In the film, two brothers (Brady Corbet and David Call) living in the woods of Mississippi with their mother (Karen Young) who habitually wanders away from the house. Their mother then dies and, after building her a coffin, the brothers attempt to take her upriver to bury her.

First, it’s worth noting that the mother doesn’t die until approximately 45 minutes into the film, which only runs 78 minutes to begin with. The first half of the movie is spent watching the three characters sit around in silence, with the exception of a sequence in which Corbet’s character skins a deer and works at a saw mill (both also in silence). No effort is made to explain who these individuals or how they got to where they are at the start of the film. You don’t know these people are from Adam and that doesn’t change over the course of the film.

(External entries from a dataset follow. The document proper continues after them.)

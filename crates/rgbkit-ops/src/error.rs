//! Error types for image operations.

use thiserror::Error;

/// Error type for image operations.
#[derive(Error, Debug)]
pub enum OpsError {
    /// A source, mask or channel image name is not in the catalog.
    #[error("image not found: {0}")]
    NotFound(String),

    /// Invalid parameter value (out-of-range number, unknown keyword).
    #[error("invalid parameter: {0}")]
    InvalidParameter(String),

    /// Images have incompatible sizes.
    #[error("size mismatch: {0}")]
    SizeMismatch(String),

    /// Buffer construction failed.
    #[error(transparent)]
    Core(#[from] rgbkit_core::Error),
}

impl OpsError {
    /// Creates an [`OpsError::InvalidParameter`] error.
    pub fn invalid(msg: impl Into<String>) -> Self {
        Self::InvalidParameter(msg.into())
    }

    /// Creates an [`OpsError::SizeMismatch`] describing two shapes.
    pub fn size_mismatch(what: &str, a: (u32, u32), b: (u32, u32)) -> Self {
        Self::SizeMismatch(format!("{what}: {}x{} vs {}x{}", a.0, a.1, b.0, b.1))
    }
}

/// Result type for image operations.
pub type OpsResult<T> = Result<T, OpsError>;
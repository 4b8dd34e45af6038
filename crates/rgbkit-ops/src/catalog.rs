//! Named image store.

use crate::{OpsError, OpsResult};
use rgbkit_core::PixelBuffer;
use std::collections::HashMap;

/// Map from image names to pixel buffers.
///
/// Names are case-sensitive. Storing under an existing name replaces the
/// previous image; [`Catalog::insert`] hands it back.
#[derive(Debug, Default, Clone)]
pub struct Catalog {
    images: HashMap<String, PixelBuffer>,
}

impl Catalog {
    /// Creates an empty catalog.
    pub fn new() -> Self {
        Self::default()
    }

    /// Looks up an image.
    ///
    /// # Errors
    ///
    /// Returns [`OpsError::NotFound`] for unknown names.
    pub fn get(&self, name: &str) -> OpsResult<&PixelBuffer> {
        self.images
            .get(name)
            .ok_or_else(|| OpsError::NotFound(name.to_string()))
    }

    /// Stores `image` under `name`, returning the image it replaced.
    pub fn insert(&mut self, name: impl Into<String>, image: PixelBuffer) -> Option<PixelBuffer> {
        self.images.insert(name.into(), image)
    }

    /// Returns true if `name` is stored.
    pub fn contains(&self, name: &str) -> bool {
        self.images.contains_key(name)
    }

    /// Stored names in sorted order.
    pub fn names(&self) -> Vec<&str> {
        let mut names: Vec<&str> = self.images.keys().map(String::as_str).collect();
        names.sort_unstable();
        names
    }

    /// Number of stored images.
    pub fn len(&self) -> usize {
        self.images.len()
    }

    /// Returns true if nothing is stored.
    pub fn is_empty(&self) -> bool {
        self.images.is_empty()
    }
}

#[cfg(test)]
mod tests {
    use super::*;

    #[test]
    fn test_insert_get() {
        let mut catalog = Catalog::new();
        assert!(catalog.is_empty());
        let img = PixelBuffer::filled(2, 2, [1, 2, 3]).unwrap();
        assert!(catalog.insert("koala", img.clone()).is_none());
        assert_eq!(catalog.get("koala").unwrap(), &img);
        assert!(catalog.contains("koala"));
        assert!(!catalog.contains("Koala"));
        assert_eq!(catalog.len(), 1);
    }

    #[test]
    fn test_last_write_wins() {
        let mut catalog = Catalog::new();
        let a = PixelBuffer::filled(1, 1, [1, 1, 1]).unwrap();
        let b = PixelBuffer::filled(1, 1, [2, 2, 2]).unwrap();
        catalog.insert("x", a.clone());
        assert_eq!(catalog.insert("x", b.clone()), Some(a));
        assert_eq!(catalog.get("x").unwrap(), &b);
    }

    #[test]
    fn test_not_found() {
        let catalog = Catalog::new();
        assert!(matches!(catalog.get("missing"), Err(OpsError::NotFound(n)) if n == "missing"));
    }

    #[test]
    fn test_names_sorted() {
        let mut catalog = Catalog::new();
        for name in ["c", "a", "b"] {
            catalog.insert(name, PixelBuffer::new(1, 1).unwrap());
        }
        assert_eq!(catalog.names(), vec!["a", "b", "c"]);
    }
}
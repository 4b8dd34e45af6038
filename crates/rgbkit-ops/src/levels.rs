//! Levels adjustment: a black/mid/white tone curve.
//!
//! The curve is quadratic from the black point up to the mid point and linear
//! from the mid point up to the white point:
//!
//! ```text
//! v <= black          -> 0
//! black < v <= mid    -> a*v^2 + b*v + c     with f(black) = 0, f(mid) = 128
//! mid < v < white     -> 128 + 127/(white - mid) * (v - mid)
//! v >= white          -> 255
//! ```
//!
//! # Example
//!
//! ```rust
//! use rgbkit_ops::levels::Levels;
//!
//! let levels = Levels::new(0, 128, 255).unwrap();
//! assert_eq!(levels.apply(0), 0);
//! assert_eq!(levels.apply(128), 128);
//! assert_eq!(levels.apply(255), 255);
//! ```

use crate::{OpsError, OpsResult};
use rgbkit_core::{clamp_sample, PixelBuffer};
#[allow(unused_imports)]
use tracing::{debug, trace};

/// Validated black, mid and white points with a precomputed lookup table.
#[derive(Debug, Clone, PartialEq, Eq)]
pub struct Levels {
    black: u8,
    mid: u8,
    white: u8,
    lut: [u8; 256],
}

impl Levels {
    /// Creates a curve from its three reference points.
    ///
    /// # Errors
    ///
    /// Every point must lie in `[0, 255]` and `black < mid < white` must hold.
    pub fn new(black: i32, mid: i32, white: i32) -> OpsResult<Self> {
        for (name, v) in [("black", black), ("mid", mid), ("white", white)] {
            if !(0..=255).contains(&v) {
                return Err(OpsError::invalid(format!(
                    "{name} point {v} must be in range [0, 255]"
                )));
            }
        }
        if !(black < mid && mid < white) {
            return Err(OpsError::invalid(format!(
                "levels points must satisfy black < mid < white, got {black} {mid} {white}"
            )));
        }

        let (black, mid, white) = (black as u8, mid as u8, white as u8);
        let mut lut = [0u8; 256];
        for (v, out) in lut.iter_mut().enumerate() {
            *out = curve(v as f64, black as f64, mid as f64, white as f64);
        }
        Ok(Self {
            black,
            mid,
            white,
            lut,
        })
    }

    /// Black point.
    pub fn black(&self) -> u8 {
        self.black
    }

    /// Mid point.
    pub fn mid(&self) -> u8 {
        self.mid
    }

    /// White point.
    pub fn white(&self) -> u8 {
        self.white
    }

    /// Maps one sample through the curve.
    #[inline]
    pub fn apply(&self, v: u8) -> u8 {
        self.lut[v as usize]
    }
}

fn curve(v: f64, black: f64, mid: f64, white: f64) -> u8 {
    if v <= black {
        return 0;
    }
    if v >= white {
        return 255;
    }
    let y = if v <= mid {
        let a = 128.0 / ((mid - black) * (mid - black));
        let b = -2.0 * a * black;
        let c = a * black * black;
        a * v * v + b * v + c
    } else {
        128.0 + (127.0 / (white - mid)) * (v - mid)
    };
    clamp_sample((y + 0.5).floor() as i32)
}

/// Applies the levels curve to every channel.
pub fn levels_adjust(src: &PixelBuffer, levels: &Levels) -> PixelBuffer {
    trace!(
        width = src.width(),
        height = src.height(),
        black = levels.black,
        mid = levels.mid,
        white = levels.white,
        "levels_adjust"
    );
    src.map(|px| px.map(|v| levels.apply(v)))
}

#[cfg(test)]
mod tests {
    use super::*;
    use rgbkit_core::Channel;

    #[test]
    fn test_identity_calibration() {
        let levels = Levels::new(0, 128, 255).unwrap();
        assert_eq!(levels.apply(0), 0);
        assert_eq!(levels.apply(128), 128);
        assert_eq!(levels.apply(255), 255);

        let img = PixelBuffer::from_fn(3, 1, |x, _| [[0, 128, 255][x as usize]; 3]).unwrap();
        let out = levels_adjust(&img, &levels);
        assert_eq!(out.plane(Channel::Red), &[0, 128, 255]);
    }

    #[test]
    fn test_segments() {
        let levels = Levels::new(20, 100, 200).unwrap();
        assert_eq!(levels.apply(10), 0);
        assert_eq!(levels.apply(20), 0);
        assert_eq!(levels.apply(100), 128);
        assert_eq!(levels.apply(200), 255);
        assert_eq!(levels.apply(230), 255);
        // quadratic: 128 / 80^2 * 40^2 = 32
        assert_eq!(levels.apply(60), 32);
        // linear: 128 + 1.27 * 50 = 191.5 -> 192
        assert_eq!(levels.apply(150), 192);
    }

    #[test]
    fn test_curve_is_monotonic() {
        let levels = Levels::new(30, 90, 220).unwrap();
        for v in 1..=255u8 {
            assert!(levels.apply(v) >= levels.apply(v - 1));
        }
    }

    #[test]
    fn test_rejects_bad_points() {
        assert!(Levels::new(-1, 128, 255).is_err());
        assert!(Levels::new(0, 128, 256).is_err());
        assert!(Levels::new(100, 100, 200).is_err());
        assert!(Levels::new(0, 200, 150).is_err());
        assert!(matches!(
            Levels::new(50, 20, 255),
            Err(OpsError::InvalidParameter(_))
        ));
    }
}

When the mother does finally die – she wanders out in the middle of the night and collapses in a puddle of mud – the characters show no emotions outside of the insistence that she not be brought to the county morgue. The trip then begins to take her body up river to her final resting spot. Why is the area significant? Has the mother previously expressed interest in buried at this spot? If the sons aren’t even willing to shed a tear over their mother’s death, why are they willing to go on such an endeavor? At no point in the story are any of these important questions answered.

While the story is lacking in almost every way imaginable, what makes the movie even remotely worthwhile is Banks Griffin’s direction. The area in which he is working is truly beautiful, full of incredible foliage and terrain, and the director does a great job of acknowledging and capturing it. I would say that it almost becomes its own character, but considering how the characters in this film are developed, I wouldn’t want to downgrade it.

Two Gates of Sleep is an empty vessel. While the scenery is undoubtedly pleasant to look at, we might as well be watching a zombie film without the human and survival elements. To be blunt, the film is boring and trudges along much like the two brothers with their heavy luggage.